Seine Bilanz freilich ist dergestalt, dass sie – wie er in der Einleitung vorausahnt – »den Leserinnen und Lesern überwiegend pessimistisch vorkommen« könnte. Denn er legt die Brüchigkeit liebgewordener Erinnerungsrituale bloß, kommt alarmierenden Oberflächlichkeiten auf die Spur, zeigt die Hybris selbst besonders gut gemeinter Erinnerungskonzepte und macht nachdrücklich auf die Kraft des »Nazi- und Weltkriegsmarktes« aufmerksam, auf dem in gewaltigem Umfang eine »kommerzielle Verwertung von Elementen des historischen Faschismus« stattfindet, die »ohne Zweifel ideologische Folgen« haben werde. Deren konkrete Formen seien noch offen.
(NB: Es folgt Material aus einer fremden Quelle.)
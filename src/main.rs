// src/main.rs
//! Terminal bootstrap and main event loop.

use std::{
    fs,
    io,
    time::{Duration, Instant},
};

use anyhow::Result;
use crossterm::{
    event::{self, Event as CEvent},
    execute,
    terminal::{EnterAlternateScreen, LeaveAlternateScreen, disable_raw_mode, enable_raw_mode},
};
use ratatui::{Terminal, backend::CrosstermBackend};
use tracing_subscriber::EnvFilter;

use resona::{app::App, config::Config};

fn main() -> Result<()> {
    init_logging();
    let config = Config::load().sanitized();

    enable_raw_mode()?;
    let mut stdout = io::stdout();
    execute!(stdout, EnterAlternateScreen)?;
    let backend = CrosstermBackend::new(stdout);
    let mut terminal = Terminal::new(backend)?;
    terminal.clear()?;

    let app = App::new(&config)?;
    let result = run(&mut terminal, app, Duration::from_millis(config.ui.tick_ms));

    // Restore the terminal before reporting any error.
    disable_raw_mode()?;
    execute!(terminal.backend_mut(), LeaveAlternateScreen)?;
    terminal.show_cursor()?;

    result
}

/// The alternate screen owns stdout, so logs go to a file under the
/// local data directory. Logging is best-effort: without a writable
/// location the player simply runs unlogged.
fn init_logging() {
    let Some(dir) = dirs::data_local_dir().map(|d| d.join("resona")) else {
        return;
    };
    if fs::create_dir_all(&dir).is_err() {
        return;
    }
    let Ok(file) = fs::File::create(dir.join("resona.log")) else {
        return;
    };
    let _ = tracing_subscriber::fmt()
        .with_env_filter(EnvFilter::try_from_default_env().unwrap_or_else(|_| "info".into()))
        .with_writer(std::sync::Arc::new(file))
        .with_ansi(false)
        .try_init();
}

fn run(
    terminal: &mut Terminal<CrosstermBackend<io::Stdout>>,
    mut app: App,
    tick_rate: Duration,
) -> Result<()> {
    let mut last_tick = Instant::now();

    loop {
        terminal.draw(|f| app.draw(f))?;

        let timeout = tick_rate
            .checked_sub(last_tick.elapsed())
            .unwrap_or_default();
        if event::poll(timeout)? {
            match event::read()? {
                CEvent::Key(key) => {
                    if app.on_key(key) {
                        return Ok(());
                    }
                }
                CEvent::Resize(width, height) => {
                    app.on_resize(width, height);
                }
                _ => {}
            }
        }

        if last_tick.elapsed() >= tick_rate {
            last_tick = Instant::now();
            app.on_tick();
        }
    }
}
// src/error.rs
//! Error types for playback and analysis operations.

/// Errors surfaced by the playback and visualization subsystems.
///
/// Playback errors are recoverable UI states; analysis errors are soft
/// capability gaps that never interrupt audio.
#[derive(thiserror::Error, Debug, Clone, PartialEq)]
pub enum PlayerError {
    /// The bound source cannot be opened or decoded. Playback stays stopped.
    #[error("source unplayable: {0}")]
    SourceUnplayable(String),

    /// The environment refused to start playback (no output device, or no
    /// track loaded). Retry is allowed on the next explicit user action.
    #[error("playback rejected: {0}")]
    PlaybackRejected(String),

    /// Frequency/waveform analysis is unavailable. The player keeps
    /// running; the visualizer idles.
    #[error("analysis unavailable")]
    AnalysisUnavailable,

    /// A second analysis graph was attached to a source that is already
    /// bound. The caller must detach first.
    #[error("analysis graph already bound to another source")]
    GraphAlreadyBound,
}

#[cfg(test)]
mod tests {
    use super::*;

    #[test]
    fn test_display_messages() {
        let e = PlayerError::SourceUnplayable("bad.mp3".into());
        assert_eq!(e.to_string(), "source unplayable: bad.mp3");
        assert_eq!(
            PlayerError::GraphAlreadyBound.to_string(),
            "analysis graph already bound to another source"
        );
    }
}
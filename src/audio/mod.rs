// src/audio/mod.rs
//! Audio subsystem: playback, analysis, and visualization.

pub mod analysis;
pub mod controller;
pub mod sample_capture;
pub mod source;
pub mod visualizer;

// Re-export the types the rest of the crate works with.
pub use analysis::AnalysisGraph;
pub use controller::{PlaybackController, RepeatMode};
pub use source::{AudioSource, SourceEvent};
pub use visualizer::{RenderMode, Visualizer};
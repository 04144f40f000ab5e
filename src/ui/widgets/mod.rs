// src/ui/widgets/mod.rs
//! Custom widgets for the resona UI.

pub mod player_panel;
pub mod spectrum;
pub mod track_list;

// Re-export widget rendering functions
pub use player_panel::{PlayerPanelView, render_player_panel};
pub use spectrum::render_visualizer;
pub use track_list::{TrackRow, render_track_list};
Dies illustriert er mit kurzen, aber umso eindrücklicheren Kapiteln, die – weil sie eher episodenhaft aneinandergereiht denn zwingend miteinander verkoppelt sind – auch einzeln gelesen werden können. So gibt es einen philosophischen Exkurs über das Erinnern als Prozess und über die in der Öffentlichkeit »Erinnerung« genannte »Kultur und Politik« sowie einen, der unter der Überschrift »Schlechte Gefühle« die vielfältigen Probleme bei der Konfrontation mit dem Katastrophischen zu erfassen sucht. In »Missverständnisse über NS-Lager« wird die Fokussierung der Gedenkstättenkultur auf Au-schwitz thematisiert: »Auf einer Skala des Schreckens rangieren die drei ‚Lager’ Sobibor, Bełżec und Treblinka vor Auschwitz und Maidanek. […] Die Insassen der ankommenden Züge wurden sofort und vollständig umgebracht. Es waren überhaupt keine ‚Lager‘, […] sondern Tötungszentren.« Die genannten Orte seien aber nicht »touristische Orte« wie Auschwitz und erregten daher kaum noch Aufmerksamkeit. Ein »touristischer Ort« wie Auschwitz wiederum sei immer auch ein Ort des »dunklen Tourismus« – also jenes Reisens, das auf Orte des Schreckens und Mordens »aus Neugier« zielt. Kritisch sieht Willms im Zusammenhang mit dem Touristischen auch die Anstrengungen, mit denen in der Gedenkstätte Auschwitz dem »Verfaulen der Holzbaracken« und »Verfallen der Steinbauten« begegnet wird und in deren Folge »paradoxerweise das Lagergelände immer unauthentischer wird«.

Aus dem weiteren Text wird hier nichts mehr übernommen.